第十五章 みんなでお茶会を

 
 従者二人とアンナが協力してお茶会の支度を始める。
 すべすべした大理石のテーブルに真っ白なクロスを敷き、レースのドイリーをかけてティースタンドを据える。
「本日はキューカンバーサンドウィッチとプティフール各種をご用意いたしましたわ。プリュンヌ様のお好きなピュイ・ダムールとミルフィーユは少し多めにお持ちしました」
 バイオレッタはアンナの手によって並べられる豪華なプティフールの数々に瞳を輝かせる。
「わあっ……!」
 小ぶりな黄金の器を満たすのはパステルカラーのドラジェ。大きな銀の皿には焼き立てのスコーンが載せられている。
 薔薇のつぼみをあしらったルリ・ジューズ、林檎のカラメル煮を載せたパイ。季節のフルーツのタルトレット。

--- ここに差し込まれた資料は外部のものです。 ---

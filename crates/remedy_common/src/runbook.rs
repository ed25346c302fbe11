//! Runbook model - automated remediation procedures.
//!
//! Runbooks live in the daemon's registry. Their statistics
//! (`success_rate`, `execution_count`) are written only by the feedback
//! recorder; the planner reads them.

use serde::{Deserialize, Serialize};

use crate::incident::{FailurePattern, ResourceRef};

/// Risk of executing a fix.
#[derive(Debug, Clone, Copy, PartialEq, Eq, PartialOrd, Ord, Serialize, Deserialize)]
#[serde(rename_all = "lowercase")]
pub enum RiskLevel {
    Low,
    Medium,
    High,
    Critical,
}

impl std::fmt::Display for RiskLevel {
    fn fmt(&self, f: &mut std::fmt::Formatter<'_>) -> std::fmt::Result {
        let s = match self {
            RiskLevel::Low => "low",
            RiskLevel::Medium => "medium",
            RiskLevel::High => "high",
            RiskLevel::Critical => "critical",
        };
        f.write_str(s)
    }
}

/// How autonomously a runbook may act. Serialized as its numeric level
/// (0..3) on the wire.
#[derive(Debug, Clone, Copy, PartialEq, Eq, PartialOrd, Ord, Serialize, Deserialize)]
#[serde(into = "u8", try_from = "u8")]
#[repr(u8)]
pub enum AutonomyLevel {
    /// Only observe and collect data.
    Observe = 0,
    /// Recommend actions to the operator.
    Recommend = 1,
    /// Propose fixes with preview.
    Propose = 2,
    /// Execute low-risk fixes without confirmation.
    AutoExecute = 3,
}

impl From<AutonomyLevel> for u8 {
    fn from(level: AutonomyLevel) -> u8 {
        level as u8
    }
}

impl TryFrom<u8> for AutonomyLevel {
    type Error = String;

    fn try_from(value: u8) -> Result<Self, Self::Error> {
        match value {
            0 => Ok(AutonomyLevel::Observe),
            1 => Ok(AutonomyLevel::Recommend),
            2 => Ok(AutonomyLevel::Propose),
            3 => Ok(AutonomyLevel::AutoExecute),
            other => Err(format!("autonomy level out of range: {}", other)),
        }
    }
}

/// The mutation class a runbook performs.
#[derive(Debug, Clone, Copy, PartialEq, Eq, Hash, Serialize, Deserialize)]
#[serde(rename_all = "lowercase")]
pub enum FixKind {
    Patch,
    Scale,
    Restart,
    Rollback,
    Delete,
}

impl std::fmt::Display for FixKind {
    fn fmt(&self, f: &mut std::fmt::Formatter<'_>) -> std::fmt::Result {
        let s = match self {
            FixKind::Patch => "patch",
            FixKind::Scale => "scale",
            FixKind::Restart => "restart",
            FixKind::Rollback => "rollback",
            FixKind::Delete => "delete",
        };
        f.write_str(s)
    }
}

/// kubectl command templates for a runbook action. Placeholders `{name}`
/// and `{namespace}` are substituted from the target resource.
#[derive(Debug, Clone, Serialize, Deserialize)]
#[serde(rename_all = "camelCase")]
pub struct CommandTemplate {
    pub dry_run: String,
    pub apply: String,
    #[serde(skip_serializing_if = "Option::is_none")]
    pub rollback: Option<String>,
}

impl CommandTemplate {
    pub fn render(template: &str, target: &ResourceRef) -> String {
        template
            .replace("{name}", &target.name)
            .replace("{namespace}", &target.namespace)
    }
}

/// An automated remediation procedure targeting one failure pattern.
#[derive(Debug, Clone, Serialize, Deserialize)]
#[serde(rename_all = "camelCase")]
pub struct Runbook {
    pub id: String,
    pub name: String,
    pub description: String,
    pub pattern: FailurePattern,
    pub kind: FixKind,
    pub risk: RiskLevel,
    pub autonomy_level: AutonomyLevel,
    pub commands: CommandTemplate,
    /// Rolling success statistic in [0,1], updated only via feedback.
    pub success_rate: f64,
    pub execution_count: u64,
    pub enabled: bool,
    /// Evidence sources this runbook's rule cites; the planner blends
    /// the relevance of these items into fix confidence.
    #[serde(default)]
    pub cited_evidence: Vec<crate::evidence::EvidenceSource>,
}
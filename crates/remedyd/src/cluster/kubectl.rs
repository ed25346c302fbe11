//! kubectl-backed cluster gateway.
//!
//! Every operation shells out to kubectl and parses its output. The
//! dry-run path appends `--dry-run=server` so validation and admission
//! run on the API server without mutating anything.

use std::process::Stdio;

use async_trait::async_trait;
use remedy_common::{
    ChangeRecord, ChangeSummary, ClusterEvent, ClusterGateway, GatewayError, MetricSample,
    MutationReport, MutationRequest, ProbeStatus, ResourceRef, ResourceSnapshot, Severity,
};
use tokio::process::Command;
use tracing::{info, warn};

/// Event reasons that count as changes to the resource, not just noise.
const CHANGE_REASONS: &[&str] = &[
    "Scheduled",
    "Pulled",
    "Created",
    "Started",
    "Killing",
    "ScalingReplicaSet",
    "SuccessfulCreate",
    "SuccessfulDelete",
];

pub struct KubectlGateway {
    bin: String,
}

impl KubectlGateway {
    pub fn new(bin: &str) -> Self {
        Self {
            bin: bin.to_string(),
        }
    }

    /// Run a kubectl invocation, mapping failures onto gateway errors.
    async fn run(&self, args: &[&str]) -> Result<String, GatewayError> {
        info!("[KUBECTL] {} {}", self.bin, args.join(" "));

        let output = Command::new(&self.bin)
            .args(args)
            .stdout(Stdio::piped())
            .stderr(Stdio::piped())
            .output()
            .await
            .map_err(|e| GatewayError::Unreachable(format!("failed to run {}: {}", self.bin, e)))?;

        if output.status.success() {
            Ok(String::from_utf8_lossy(&output.stdout).to_string())
        } else {
            let stderr = String::from_utf8_lossy(&output.stderr).trim().to_string();
            Err(classify_failure(&stderr))
        }
    }

    /// Split a rendered command string into kubectl arguments, dropping
    /// the leading binary name if present.
    fn command_args(command: &str) -> Vec<String> {
        let mut parts: Vec<String> = command.split_whitespace().map(String::from).collect();
        if parts.first().map(|p| p == "kubectl").unwrap_or(false) {
            parts.remove(0);
        }
        parts
    }

    async fn run_command(&self, command: &str, dry_run: bool) -> Result<MutationReport, GatewayError> {
        let mut args = Self::command_args(command);
        if dry_run && !args.iter().any(|a| a.starts_with("--dry-run")) {
            args.push("--dry-run=server".to_string());
        }
        let arg_refs: Vec<&str> = args.iter().map(String::as_str).collect();
        let stdout = self.run(&arg_refs).await?;

        let lines: Vec<String> = stdout.lines().map(String::from).collect();
        Ok(MutationReport {
            message: lines.first().cloned().unwrap_or_else(|| "ok".to_string()),
            changes: summarize_changes(&lines),
            stdout: lines,
            stderr: vec![],
        })
    }
}

/// Map kubectl stderr onto the gateway error taxonomy.
fn classify_failure(stderr: &str) -> GatewayError {
    let lowered = stderr.to_lowercase();
    if lowered.contains("notfound") || lowered.contains("not found") {
        GatewayError::Rejected(stderr.to_string())
    } else if lowered.contains("forbidden") || lowered.contains("unauthorized") {
        GatewayError::PermissionDenied(stderr.to_string())
    } else if lowered.contains("connection refused")
        || lowered.contains("unable to connect")
        || lowered.contains("i/o timeout")
    {
        GatewayError::Unreachable(stderr.to_string())
    } else {
        GatewayError::Rejected(stderr.to_string())
    }
}

/// Count created/configured/deleted markers in kubectl output lines.
fn summarize_changes(lines: &[String]) -> ChangeSummary {
    let mut summary = ChangeSummary::default();
    for line in lines {
        if line.ends_with("created") {
            summary.created += 1;
        } else if line.ends_with("configured")
            || line.ends_with("patched")
            || line.ends_with("scaled")
            || line.ends_with("restarted")
            || line.ends_with("rolled back")
        {
            summary.configured += 1;
        } else if line.ends_with("deleted") {
            summary.deleted += 1;
        }
    }
    summary
}

/// Pull the fields the workflow needs out of a `kubectl get -o json`
/// document.
fn parse_resource(target: &ResourceRef, doc: &serde_json::Value) -> ResourceSnapshot {
    let status = &doc["status"];
    let spec = doc["spec"].clone();

    let replicas = spec["replicas"].as_u64().map(|r| r as u32);

    let restart_count = status["containerStatuses"]
        .as_array()
        .map(|cs| {
            cs.iter()
                .filter_map(|c| c["restartCount"].as_u64())
                .sum::<u64>() as u32
        })
        .unwrap_or(0);

    let ready = status["conditions"]
        .as_array()
        .map(|conds| {
            conds.iter().any(|c| {
                c["type"].as_str() == Some("Ready") && c["status"].as_str() == Some("True")
            })
        })
        .unwrap_or(false);

    let phase = status["phase"].as_str().unwrap_or("Unknown").to_string();

    ResourceSnapshot {
        resource: target.clone(),
        spec,
        replicas,
        restart_count,
        ready,
        phase,
    }
}

fn parse_events(doc: &serde_json::Value) -> Vec<ClusterEvent> {
    let Some(items) = doc["items"].as_array() else {
        return vec![];
    };
    items
        .iter()
        .map(|item| ClusterEvent {
            reason: item["reason"].as_str().unwrap_or("").to_string(),
            message: item["message"].as_str().unwrap_or("").to_string(),
            severity: match item["type"].as_str() {
                Some("Warning") => Severity::High,
                _ => Severity::Info,
            },
            timestamp: item["lastTimestamp"]
                .as_str()
                .or_else(|| item["eventTime"].as_str())
                .unwrap_or("")
                .to_string(),
            count: item["count"].as_u64().unwrap_or(1) as u32,
        })
        .collect()
}

/// `kubectl top` line: `NAME CPU(cores) MEMORY(bytes)`.
fn parse_top_line(line: &str) -> Vec<MetricSample> {
    let cols: Vec<&str> = line.split_whitespace().collect();
    if cols.len() < 3 {
        return vec![];
    }
    let mut samples = vec![];
    if let Some(cpu) = cols[1].strip_suffix('m').and_then(|v| v.parse::<f64>().ok()) {
        samples.push(MetricSample {
            name: "cpu_usage".to_string(),
            value: cpu,
            unit: "millicores".to_string(),
        });
    }
    if let Some(mem) = cols[2].strip_suffix("Mi").and_then(|v| v.parse::<f64>().ok()) {
        samples.push(MetricSample {
            name: "memory_usage".to_string(),
            value: mem,
            unit: "Mi".to_string(),
        });
    }
    samples
}

fn parse_probes(doc: &serde_json::Value) -> Vec<ProbeStatus> {
    let mut probes = vec![];
    if let Some(conds) = doc["status"]["conditions"].as_array() {
        for cond in conds {
            let cond_type = cond["type"].as_str().unwrap_or("");
            if cond_type == "Ready" || cond_type == "ContainersReady" {
                probes.push(ProbeStatus {
                    probe: if cond_type == "Ready" {
                        "readiness".to_string()
                    } else {
                        "liveness".to_string()
                    },
                    healthy: cond["status"].as_str() == Some("True"),
                    detail: cond["message"].as_str().unwrap_or("").to_string(),
                });
            }
        }
    }
    probes
}

#[async_trait]
impl ClusterGateway for KubectlGateway {
    async fn fetch_resource(&self, target: &ResourceRef) -> Result<ResourceSnapshot, GatewayError> {
        let stdout = self
            .run(&[
                "get",
                &target.kind.to_lowercase(),
                &target.name,
                "-n",
                &target.namespace,
                "-o",
                "json",
            ])
            .await
            .map_err(|e| match e {
                GatewayError::Rejected(msg)
                    if msg.to_lowercase().contains("notfound")
                        || msg.to_lowercase().contains("not found") =>
                {
                    GatewayError::NotFound(target.clone())
                }
                other => other,
            })?;

        let doc: serde_json::Value = serde_json::from_str(&stdout)
            .map_err(|e| GatewayError::Rejected(format!("unparseable resource JSON: {}", e)))?;
        Ok(parse_resource(target, &doc))
    }

    async fn list_events(
        &self,
        target: &ResourceRef,
        _lookback_minutes: u32,
    ) -> Result<Vec<ClusterEvent>, GatewayError> {
        let selector = format!("involvedObject.name={}", target.name);
        let stdout = self
            .run(&[
                "get",
                "events",
                "-n",
                &target.namespace,
                "--field-selector",
                &selector,
                "-o",
                "json",
            ])
            .await?;
        let doc: serde_json::Value = serde_json::from_str(&stdout)
            .map_err(|e| GatewayError::Rejected(format!("unparseable events JSON: {}", e)))?;
        Ok(parse_events(&doc))
    }

    async fn tail_logs(
        &self,
        target: &ResourceRef,
        lines: usize,
    ) -> Result<Vec<String>, GatewayError> {
        let tail = format!("--tail={}", lines);
        let stdout = self
            .run(&["logs", &target.name, "-n", &target.namespace, &tail])
            .await?;
        Ok(stdout.lines().map(String::from).collect())
    }

    async fn read_metrics(&self, target: &ResourceRef) -> Result<Vec<MetricSample>, GatewayError> {
        let stdout = self
            .run(&[
                "top",
                "pod",
                &target.name,
                "-n",
                &target.namespace,
                "--no-headers",
            ])
            .await?;
        Ok(stdout.lines().flat_map(parse_top_line).collect())
    }

    async fn change_history(
        &self,
        target: &ResourceRef,
        lookback_minutes: u32,
    ) -> Result<Vec<ChangeRecord>, GatewayError> {
        let events = self.list_events(target, lookback_minutes).await?;
        Ok(events
            .into_iter()
            .filter(|e| CHANGE_REASONS.contains(&e.reason.as_str()))
            .map(|e| ChangeRecord {
                change_type: e.reason.clone(),
                timestamp: e.timestamp,
                resource: target.clone(),
                severity: e.severity,
                reason: e.reason,
                message: e.message,
            })
            .collect())
    }

    async fn probe_status(&self, target: &ResourceRef) -> Result<Vec<ProbeStatus>, GatewayError> {
        let stdout = self
            .run(&[
                "get",
                &target.kind.to_lowercase(),
                &target.name,
                "-n",
                &target.namespace,
                "-o",
                "json",
            ])
            .await?;
        let doc: serde_json::Value = serde_json::from_str(&stdout)
            .map_err(|e| GatewayError::Rejected(format!("unparseable resource JSON: {}", e)))?;
        Ok(parse_probes(&doc))
    }

    async fn dry_run(&self, request: &MutationRequest) -> Result<MutationReport, GatewayError> {
        self.run_command(&request.command, true).await
    }

    async fn apply(&self, request: &MutationRequest) -> Result<MutationReport, GatewayError> {
        warn!(
            "[KUBECTL] Applying {} fix to {}",
            request.kind, request.target
        );
        self.run_command(&request.command, false).await
    }
}
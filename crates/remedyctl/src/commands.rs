//! Command implementations gluing the client to the display layer.

use anyhow::{anyhow, bail, Result};
use owo_colors::OwoColorize;
use remedy_common::{ApplyRequest, FeedbackRequest, FeedbackType};

use crate::cli::Command;
use crate::client::RemedyClient;
use crate::display;

pub async fn run(client: RemedyClient, command: Command) -> Result<()> {
    match command {
        Command::Incidents => {
            let incidents = client.incidents().await?;
            display::print_incidents(&incidents);
        }
        Command::Evidence { incident, lookback } => {
            let pack = client.evidence(&incident, lookback).await?;
            display::print_evidence(&pack);
        }
        Command::Fixes { incident } => {
            let plan = client.fixes(&incident).await?;
            display::print_plan(&plan);
        }
        Command::Preview { incident, fix } => {
            let preview = client.preview(&incident, &fix).await?;
            display::print_preview(&preview);
        }
        Command::Apply {
            incident,
            fix,
            yes,
            ack_risk,
        } => {
            if !yes {
                bail!("refusing to apply without --yes; preview the fix first");
            }
            let request = ApplyRequest {
                fix_id: fix,
                confirmed: true,
                ack_elevated_risk: ack_risk,
                resource_info: None,
            };
            let response = client.apply(&incident, &request).await?;
            let status = response["status"].as_str().unwrap_or("unknown");
            let execution = response["executionId"].as_str().unwrap_or("-");
            if status == "applied" {
                println!("{} execution {}", "applied".green().bold(), execution);
                println!("{}", response["message"].as_str().unwrap_or(""));
                println!("A post-check will run automatically after the fix settles.");
            } else {
                println!("{} {}", "failed:".red().bold(), response["message"].as_str().unwrap_or(""));
            }
        }
        Command::PostCheck {
            incident,
            execution,
        } => {
            let report = client.post_check(&incident, &execution).await?;
            let verdict = report["verdict"].as_str().unwrap_or("unknown");
            match verdict {
                "improved" => println!("{}", "improved".green().bold()),
                "not_improved" => println!("{}", "not improved".red().bold()),
                _ => println!("{}", "inconclusive (could not verify)".yellow()),
            }
            if let Some(checks) = report["checks"].as_array() {
                for check in checks {
                    let ok = check["ok"].as_bool().unwrap_or(false);
                    let mark = if ok { "ok".green().to_string() } else { "!!".red().to_string() };
                    println!(
                        "  [{}] {}: {}",
                        mark,
                        check["name"].as_str().unwrap_or(""),
                        check["message"].as_str().unwrap_or("")
                    );
                }
            }
        }
        Command::Feedback {
            incident,
            feedback_type,
            fix,
            note,
        } => {
            let feedback_type = parse_feedback_type(&feedback_type)?;
            let request = FeedbackRequest {
                feedback_type,
                content: note,
                fix_id: fix,
            };
            let response = client.feedback(&incident, &request).await?;
            println!("{}", response.message);
            if let Some(summary) = response.summary {
                println!(
                    "{} success rate now {} over {} executions",
                    summary.runbook_id,
                    display::percent(summary.success_rate),
                    summary.execution_count
                );
            }
        }
    }
    Ok(())
}

/// Parse the feedback vocabulary, with the server-side enum as the
/// single source of truth for what is valid.
fn parse_feedback_type(raw: &str) -> Result<FeedbackType> {
    serde_json::from_value(serde_json::Value::String(raw.to_string()))
        .map_err(|_| anyhow!("unknown feedback type '{}'", raw))
}
//! Feedback recorder.
//!
//! Append-only: entries are stored in memory and mirrored to a JSONL
//! journal when one is configured. When feedback references a fix, the
//! runbook's rolling success rate is updated here and nowhere else - the
//! planner only ever reads those statistics.

use std::fs::OpenOptions;
use std::io::Write;
use std::sync::Arc;

use chrono::Utc;
use remedy_common::{
    fix_id, FeedbackConfig, FeedbackEntry, FeedbackRequest, FeedbackResponse, FeedbackSummary,
    FeedbackType, RemedyError, Result,
};
use tokio::sync::RwLock;
use tracing::{info, warn};
use uuid::Uuid;

use crate::matcher::RunbookRegistry;
use crate::store::IncidentStore;
use crate::telemetry::Telemetry;

pub struct FeedbackRecorder {
    registry: Arc<RunbookRegistry>,
    store: Arc<IncidentStore>,
    config: FeedbackConfig,
    telemetry: Arc<Telemetry>,
    entries: RwLock<Vec<FeedbackEntry>>,
}

impl FeedbackRecorder {
    pub fn new(
        registry: Arc<RunbookRegistry>,
        store: Arc<IncidentStore>,
        config: FeedbackConfig,
        telemetry: Arc<Telemetry>,
    ) -> Self {
        Self {
            registry,
            store,
            config,
            telemetry,
            entries: RwLock::new(Vec::new()),
        }
    }

    /// Record one feedback entry. The type has already been validated by
    /// deserialization; anything outside the vocabulary never gets here.
    pub async fn record(
        &self,
        incident_id: &str,
        request: FeedbackRequest,
    ) -> Result<FeedbackResponse> {
        let incident = self
            .store
            .get(incident_id)
            .await
            .ok_or_else(|| RemedyError::IncidentNotFound(incident_id.to_string()))?;

        let entry = FeedbackEntry {
            id: Uuid::new_v4().to_string(),
            incident_id: incident_id.to_string(),
            feedback_type: request.feedback_type,
            content: request.content.clone(),
            fix_id: request.fix_id.clone(),
            created_at: Utc::now(),
        };

        self.append(entry).await;
        self.telemetry.feedback_total.inc();

        // Status side effects.
        match request.feedback_type {
            FeedbackType::Resolved => {
                let resolution = request
                    .content
                    .clone()
                    .unwrap_or_else(|| "marked resolved by operator".to_string());
                self.store
                    .resolve(incident_id, &resolution, request.fix_id.clone())
                    .await;
            }
            FeedbackType::Dismiss => {
                self.store
                    .resolve(incident_id, "dismissed by operator", None)
                    .await;
            }
            _ => {}
        }

        // Statistics side effects: only outcome-bearing feedback with a
        // fix reference moves a runbook's rate.
        let summary = match (request.feedback_type.outcome(), &request.fix_id) {
            (Some(success), Some(fix)) => self.update_runbook(&incident.id, fix, success).await,
            _ => None,
        };

        info!(
            "[FEEDBACK] {} on {}: {:?}",
            entry_type_name(request.feedback_type),
            incident_id,
            request.fix_id
        );

        Ok(FeedbackResponse {
            message: response_message(request.feedback_type),
            summary,
        })
    }

    pub async fn history(&self, incident_id: &str) -> Vec<FeedbackEntry> {
        self.entries
            .read()
            .await
            .iter()
            .filter(|entry| entry.incident_id == incident_id)
            .cloned()
            .collect()
    }

    async fn append(&self, entry: FeedbackEntry) {
        if let Some(path) = &self.config.journal_path {
            if let Err(e) = append_journal_line(path, &entry) {
                warn!("[FEEDBACK] journal write failed: {}", e);
            }
        }
        self.entries.write().await.push(entry);
    }

    /// Resolve the canonical fix id back to its runbook and fold the
    /// outcome into the runbook's statistics.
    async fn update_runbook(
        &self,
        incident_id: &str,
        fix: &str,
        success: bool,
    ) -> Option<FeedbackSummary> {
        let prefix = fix_id(incident_id, "");
        let runbook_id = fix.strip_prefix(&prefix)?;

        let (success_rate, execution_count) = self
            .registry
            .record_outcome(runbook_id, success, self.config.ewma_alpha)
            .await?;

        Some(FeedbackSummary {
            runbook_id: runbook_id.to_string(),
            success_rate,
            execution_count,
        })
    }
}

fn append_journal_line(path: &std::path::Path, entry: &FeedbackEntry) -> std::io::Result<()> {
    if let Some(parent) = path.parent() {
        std::fs::create_dir_all(parent)?;
    }
    let mut file = OpenOptions::new().create(true).append(true).open(path)?;
    let line = serde_json::to_string(entry)
        .map_err(|e| std::io::Error::new(std::io::ErrorKind::InvalidData, e))?;
    writeln!(file, "{}", line)
}

fn entry_type_name(feedback_type: FeedbackType) -> &'static str {
    match feedback_type {
        FeedbackType::Resolved => "resolved",
        FeedbackType::RootCauseConfirmed => "root_cause_confirmed",
        FeedbackType::FixWorked => "fix_worked",
        FeedbackType::FixFailed => "fix_failed",
        FeedbackType::Dismiss => "dismiss",
        FeedbackType::Escalate => "escalate",
        FeedbackType::Note => "note",
        FeedbackType::Worked => "worked",
        FeedbackType::NotWorked => "not_worked",
        FeedbackType::Unknown => "unknown",
    }
}

fn response_message(feedback_type: FeedbackType) -> String {
    match feedback_type {
        FeedbackType::Resolved => "Incident marked as resolved",
        FeedbackType::RootCauseConfirmed => "Root cause analysis confirmed",
        FeedbackType::FixWorked | FeedbackType::Worked => "Fix success recorded",
        FeedbackType::FixFailed | FeedbackType::NotWorked => "Fix failure recorded",
        FeedbackType::Dismiss => "Incident dismissed",
        FeedbackType::Escalate => "Incident escalated",
        FeedbackType::Note | FeedbackType::Unknown => "Note added to incident",
    }
    .to_string()
}

#[cfg(test)]
mod tests {
    use super::*;
    use remedy_common::{
        AutonomyLevel, CommandTemplate, FailurePattern, FixKind, Incident, IncidentStatus,
        ResourceRef, RiskLevel, Runbook, Severity,
    };

    fn incident() -> Incident {
        Incident {
            id: "inc-1".to_string(),
            pattern: FailurePattern::Crashloop,
            severity: Severity::High,
            status: IncidentStatus::Open,
            resource: ResourceRef::new("prod", "Pod", "api-1"),
            title: "crashloop".to_string(),
            confidence: 0.8,
            diagnosis: None,
            first_seen: Utc::now(),
            last_seen: Utc::now(),
            resolved_at: None,
            resolution: None,
        }
    }

    fn runbook(id: &str, rate: f64) -> Runbook {
        Runbook {
            id: id.to_string(),
            name: id.to_string(),
            description: String::new(),
            pattern: FailurePattern::Crashloop,
            kind: FixKind::Restart,
            risk: RiskLevel::Low,
            autonomy_level: AutonomyLevel::Propose,
            commands: CommandTemplate {
                dry_run: "kubectl get pod {name} -n {namespace}".to_string(),
                apply: "kubectl delete pod {name} -n {namespace}".to_string(),
                rollback: None,
            },
            success_rate: rate,
            execution_count: 0,
            enabled: true,
            cited_evidence: vec![],
        }
    }

    async fn recorder(journal: Option<std::path::PathBuf>) -> (FeedbackRecorder, Arc<RunbookRegistry>) {
        let registry = Arc::new(RunbookRegistry::new());
        registry.register(runbook("rb-1", 0.5)).await;
        let store = Arc::new(IncidentStore::new());
        store.upsert(incident()).await;
        let recorder = FeedbackRecorder::new(
            registry.clone(),
            store,
            FeedbackConfig {
                journal_path: journal,
                ewma_alpha: 0.2,
            },
            Arc::new(Telemetry::new()),
        );
        (recorder, registry)
    }

    fn request(feedback_type: FeedbackType, fix: Option<&str>) -> FeedbackRequest {
        FeedbackRequest {
            feedback_type,
            content: None,
            fix_id: fix.map(String::from),
        }
    }

    #[tokio::test]
    async fn test_unknown_incident_rejected() {
        let (recorder, _) = recorder(None).await;
        let err = recorder
            .record("inc-missing", request(FeedbackType::Note, None))
            .await
            .unwrap_err();
        assert!(matches!(err, RemedyError::IncidentNotFound(_)));
    }

    #[tokio::test]
    async fn test_fix_worked_beats_fix_failed() {
        // Two identical recorders; one stream of successes, one of
        // failures. The success stream must end strictly higher.
        let (worked, worked_registry) = recorder(None).await;
        let (failed, failed_registry) = recorder(None).await;

        for _ in 0..5 {
            worked
                .record("inc-1", request(FeedbackType::FixWorked, Some("fix-inc-1-rb-1")))
                .await
                .unwrap();
            failed
                .record("inc-1", request(FeedbackType::FixFailed, Some("fix-inc-1-rb-1")))
                .await
                .unwrap();
        }

        let up = worked_registry.get("rb-1").await.unwrap();
        let down = failed_registry.get("rb-1").await.unwrap();
        assert!(up.success_rate > down.success_rate);
        assert!(up.success_rate > 0.5);
        assert!(down.success_rate < 0.5);
        assert_eq!(up.execution_count, 5);
    }

    #[tokio::test]
    async fn test_neutral_feedback_leaves_stats_alone() {
        let (recorder, registry) = recorder(None).await;
        let response = recorder
            .record("inc-1", request(FeedbackType::Note, Some("fix-inc-1-rb-1")))
            .await
            .unwrap();
        assert!(response.summary.is_none());
        let rb = registry.get("rb-1").await.unwrap();
        assert_eq!(rb.execution_count, 0);
    }

    #[tokio::test]
    async fn test_resolved_closes_incident() {
        let (recorder, _) = recorder(None).await;
        recorder
            .record("inc-1", request(FeedbackType::Resolved, Some("fix-inc-1-rb-1")))
            .await
            .unwrap();
        assert_eq!(recorder.history("inc-1").await.len(), 1);
        assert!(!recorder.store.is_active("inc-1").await);
    }

    #[tokio::test]
    async fn test_journal_is_append_only_jsonl() {
        let dir = tempfile::tempdir().unwrap();
        let path = dir.path().join("feedback.jsonl");
        let (recorder, _) = recorder(Some(path.clone())).await;

        recorder
            .record("inc-1", request(FeedbackType::Note, None))
            .await
            .unwrap();
        recorder
            .record("inc-1", request(FeedbackType::Escalate, None))
            .await
            .unwrap();

        let contents = std::fs::read_to_string(&path).unwrap();
        let lines: Vec<&str> = contents.lines().collect();
        assert_eq!(lines.len(), 2);
        for line in lines {
            let entry: FeedbackEntry = serde_json::from_str(line).unwrap();
            assert_eq!(entry.incident_id, "inc-1");
        }
    }
}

 ココットにこんもりと盛られたブラン・マンジェやスフレ。珍しいところではラズベリーを閉じ込めた薄紅色のジュレ、すみれ色のシャーベットなどもある。
「お、美味しそうなお菓子ばかりね……」
「ほんと。これ、あたしたちまでご馳走になっちゃって本当にいいの? あんたたちが食べようと思ったものなんでしょう?」
「いえ。わたくし、ぜひお二人と一緒にいただきたいのです。わたくしにはあまり同じような年頃の知り合いというのがおりません。こうしてお二人のご無事を知ることができて、気さくにお話ししていただけて……本当に嬉しいのですわ。ですから、遠慮せずにどうぞお召し上がりになってください」
 照れたように笑ってクララが言う。
「じゃ、じゃあ……、いただきます」
 控えめに言い、食前の祈りを短く唱えると、バイオレッタは銀のカトラリーを取る。
 ひとまず手近なところにあった林檎のパイを引き寄せ、フォークで切り崩して口に運んだ。
 一口咀嚼し、目を見開く。
「……!」
 これまでに味わったことのないような、濃厚な甘さだ。高価な砂糖や乳製品をたくさん使っているのだろう、豊かでこくのある味がする。林檎のカラメル煮も絶品で、歯を立てる間もなくほろほろと溶け崩れてゆく。
 
(おいしい……!)
 
 城下での暮らしが長かったバイオレッタには、この味わいは抗いがたいものがあった。
 マリアもよくコンフィズリーでショコラやキャンディを買って食べさせてくれたが、ここ数年はそうした菓子にも全く縁がなかった。時たま出される薄い甘みのビスケットをかじるだけで、あとはほとんど粗食だったのだ。
 
 久しぶりに口にする菓子の味は、バイオレッタを瞬く間に夢中にさせた。
 出されたプティフールを、しばし無言でぱくぱくと平らげる。テーブルに咲き乱れる彩り豊かな茶菓の数々に、思わず目移りしてしまいそうだ。
 
 そんな中、向かいの席のクララがおずおずと訊いた。
「……バイオレッタ様、お口に合いますか?」
「はっ……、あ、え、ええ……!」
 我に返り、ナフキンでパイ屑がこびりついた唇を拭く。
 アンナが小さく笑って、「紅茶もお召し上がりください」と言ってくれた。
 バイオレッタはかあっと頬を火照らせる。紅茶がすでにサーブされていたことにも気づけないとは、情けない……。
 
 だが、見れば斜め向かいのピヴォワンヌや隣のプリュンヌも黙々とカトラリーを動かしているから、どうやら自分だけではなかったようだ。
 
「これ、スコーンっていうのね。へえ……、こんな風にクリームを添えて食べるなんて面白いわね」
「すみれのシャーベットも美味しいです~。冷たくてひんやりですね!」
「へえ、ひんやり? そんなお菓子もあるのね。ちょっと食べてみたいわ」
「どうぞ、ピヴォワンヌお姉様! こっちのババとマカロンもいい味でした!」
 “お姉様”などという呼ばれ方に、ピヴォワンヌが仰天する。
「なっ、なんなのよそれ! 普通に呼べばいいじゃない!」
「う? でも、お姉様はお姉様ですよ?」
「えー、なんかイヤ! だってあたし、バイオレッタのこともお姉様なんて呼ばないのに!」
 
 バイオレッタはぽかんと口を開けた。
(ピヴォワンヌがはしゃいでる……。王宮じゃいつもつまらなさそうにしているのに)
 和気あいあいと菓子を勧め合って他愛のない会話に興じる二人。普段警戒心の強いピヴォワンヌも、今日だけは純粋な笑顔を浮かべている。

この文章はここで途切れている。